2 Dans la très grande majorité des cas, on ne distingue que deux types d'emplois: foreman ou labourer.
3 Il ne s'agit pas du village ou de la paroisse mais de la province ou du pays.
4 Serge Bouchard, Mémoires d'un simple missionnaire, le père Joseph-Étienne Guinard, o.m.i., (Québec, Ministère des affaires culturelles, coll.

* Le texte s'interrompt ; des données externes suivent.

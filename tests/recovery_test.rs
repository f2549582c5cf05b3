//! End-to-end recovery: queue rows drained into the search backend

use async_trait::async_trait;
use chrono::{Duration as ChronoDuration, Utc};
use search_sync::backend::{
    BulkRequestItem, IndexSettings, InMemorySearchBackend, Query, SearchClient,
};
use search_sync::error::Result;
use search_sync::queue::{
    uuids_for_document, InMemoryQueueStore, QueueStore, RecoveryQueueItem, SledQueueStore,
};
use search_sync::recovery::{
    IndexingResult, RecoveryConfig, RecoveryConfigBuilder, RecoveryIndexer, RecoveryScheduler,
    ResilientIndexer,
};
use search_sync::schema::IndexType;
use serde_json::json;
use std::collections::HashSet;
use std::sync::Arc;
use std::time::Duration;

fn init_logs() {
    let _ = tracing_subscriber::fmt()
        .with_env_filter(
            tracing_subscriber::EnvFilter::try_from_default_env()
                .unwrap_or_else(|_| "search_sync=debug".into()),
        )
        .with_test_writer()
        .try_init();
}

fn issue_type() -> IndexType {
    "issues/issue".parse().unwrap()
}

fn backdated(index_type: &IndexType, doc: &str) -> RecoveryQueueItem {
    RecoveryQueueItem::new(index_type, doc)
        .with_created_at(Utc::now() - ChronoDuration::minutes(10))
}

fn test_config() -> RecoveryConfig {
    RecoveryConfigBuilder::new()
        .initial_delay(Duration::from_millis(5))
        .delay(Duration::from_millis(5))
        .min_age(Duration::from_secs(300))
        .loop_limit(100)
        .build()
}

/// Writes each queued document into the backend, coalescing duplicate rows
struct IssueIndexer {
    backend: Arc<InMemorySearchBackend>,
}

#[async_trait]
impl ResilientIndexer for IssueIndexer {
    fn index_types(&self) -> HashSet<IndexType> {
        [issue_type()].into_iter().collect()
    }

    async fn index(
        &self,
        queue: &dyn QueueStore,
        items: &[RecoveryQueueItem],
    ) -> Result<IndexingResult> {
        let mut done: HashSet<String> = HashSet::new();
        let mut success = 0;
        for item in items {
            if !done.insert(item.document_id.clone()) {
                success += 1;
                continue;
            }
            let request = BulkRequestItem::Upsert {
                index_type: issue_type(),
                id: item.document_id.clone(),
                body: json!({"key": item.document_id}),
            };
            self.backend.bulk_execute(vec![request]).await?;
            let uuids = uuids_for_document(items, &item.document_id);
            queue.delete_by_uuids(&uuids).await?;
            success += 1;
        }
        Ok(IndexingResult::new(success, items.len() as u64))
    }

    async fn index_on_startup(&self, _types: &HashSet<IndexType>) -> Result<()> {
        Ok(())
    }
}

async fn backend_with_issues_index() -> Arc<InMemorySearchBackend> {
    let backend = Arc::new(InMemorySearchBackend::new());
    backend
        .create_index("issues", &IndexSettings::default())
        .await
        .unwrap();
    backend
}

#[tokio::test]
async fn test_recover_writes_documents_and_empties_queue() {
    init_logs();
    let backend = backend_with_issues_index().await;
    let queue = Arc::new(InMemoryQueueStore::new());
    let rows: Vec<RecoveryQueueItem> = (0..20)
        .map(|i| backdated(&issue_type(), &format!("doc-{}", i)))
        .collect();
    queue.insert(&rows).await.unwrap();

    let indexer = Arc::new(IssueIndexer {
        backend: backend.clone(),
    });
    let recovery = RecoveryIndexer::new(queue.clone(), vec![indexer], test_config());

    let stats = recovery.recover().await.unwrap();
    assert_eq!(stats.processed, 20);
    assert_eq!(stats.failed, 0);
    assert_eq!(queue.count().await.unwrap(), 0);
    assert_eq!(
        backend.count(&issue_type(), &Query::MatchAll).await.unwrap(),
        20
    );
}

#[tokio::test]
async fn test_duplicate_rows_removed_by_one_success() {
    let backend = backend_with_issues_index().await;
    let queue = Arc::new(InMemoryQueueStore::new());
    // three edits of the same document, one logical unit of work
    let rows = vec![
        backdated(&issue_type(), "doc-1"),
        backdated(&issue_type(), "doc-1"),
        backdated(&issue_type(), "doc-1"),
    ];
    queue.insert(&rows).await.unwrap();

    let indexer = Arc::new(IssueIndexer {
        backend: backend.clone(),
    });
    let recovery = RecoveryIndexer::new(queue.clone(), vec![indexer], test_config());
    recovery.recover().await.unwrap();

    assert_eq!(queue.count().await.unwrap(), 0);
    assert_eq!(
        backend.count(&issue_type(), &Query::MatchAll).await.unwrap(),
        1
    );
}

#[tokio::test]
async fn test_sled_queue_survives_reopen_mid_recovery() {
    let dir = tempfile::tempdir().unwrap();
    let path = dir.path().join("queue");
    {
        let queue = SledQueueStore::new(&path).unwrap();
        queue
            .insert(&[backdated(&issue_type(), "doc-1")])
            .await
            .unwrap();
        queue.flush().await.unwrap();
    }

    let backend = backend_with_issues_index().await;
    let queue = Arc::new(SledQueueStore::new(&path).unwrap());
    assert_eq!(queue.count().await.unwrap(), 1);

    let indexer = Arc::new(IssueIndexer {
        backend: backend.clone(),
    });
    let recovery = RecoveryIndexer::new(queue.clone(), vec![indexer], test_config());
    let stats = recovery.recover().await.unwrap();
    assert_eq!(stats.processed, 1);
    assert_eq!(queue.count().await.unwrap(), 0);
}

#[tokio::test]
async fn test_scheduler_runs_until_stopped() {
    init_logs();
    let backend = backend_with_issues_index().await;
    let queue = Arc::new(InMemoryQueueStore::new());
    queue
        .insert(&[backdated(&issue_type(), "doc-1")])
        .await
        .unwrap();

    let indexer = Arc::new(IssueIndexer {
        backend: backend.clone(),
    });
    let recovery = Arc::new(RecoveryIndexer::new(
        queue.clone(),
        vec![indexer],
        test_config(),
    ));
    let mut scheduler = RecoveryScheduler::new(recovery);
    scheduler.start();

    tokio::time::sleep(Duration::from_millis(100)).await;
    assert_eq!(queue.count().await.unwrap(), 0);

    // late rows are picked up by a later tick
    queue
        .insert(&[backdated(&issue_type(), "doc-2")])
        .await
        .unwrap();
    tokio::time::sleep(Duration::from_millis(100)).await;
    assert_eq!(queue.count().await.unwrap(), 0);

    scheduler.stop().await;
    assert!(!scheduler.is_running());
}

Civilisation du Québec, 1980), p.92.
5 Thomas Boucher, Mauricie d'autrefois, (Trois-Rivières, Bien Public, 1952), 206 p.
6 En particulier celles de Benoît Gauthier sur la soustraitance en Mauricie dont on trouvera un aperçu dans ce numéro.
7 Considéré comme l'un des plus gros sous-traitants dans larégion, ses activités ont été maintenues presque sans interruption de 1846 à 1875. Nous le retrouvons dans le recensement des chantiers en 1861. Il se déclare «contracteur» dans un chantier de 39 hommes.
8 D'après les témoignages d'anciens forestiers que nous avons interrogés.
9 Jean Roy et al., Les populations municipales et paroissiales de la Mauricie, dossier statistique, 1850-1971, (Trois-Rivières, publication du Groupe de recherche sur la Mauricie, Université du Québec à Trois-Rivières, Cahier n° 3, 1980), p.194.
10 Dans le tableau II, ces personnes sont comprises dans la sous-région de Saint-Maurice.
11 Le cas de Saint-Stanislas est plus complexe car l'occupation humaine y est plus ancienne même s'il ne s'agissait encore que d'un noyau avant la poussée colonisatrice du XIXe siècle.
12 Voir note 2.
13 Nous nous sommes référés aux contrats de billots répertoriés par Benoît Gauthier et à l'index des noms qui en est issu. Ces contrats se situent entre 1837 et 1880. Bien que la liste ne soit pas encore complète, ceci donne un aperçu des rapports entre sous-traitance et exploitation forestière au sens du recrutement de la main-d'oeuvre.
14 Roland Saint-Amand, Les Laurentides batiscanaises: une géographie de l'exploitation des ressources naturelles, (MA, Université Laval, 1969), p.58.
15 Recensement du Canada, Statistique du Canada, vol IV, (Ottawa, Imprimeur I.B. Taylor, 1876), p.6.
16 Jean Roy et al., op. cit., p. 194.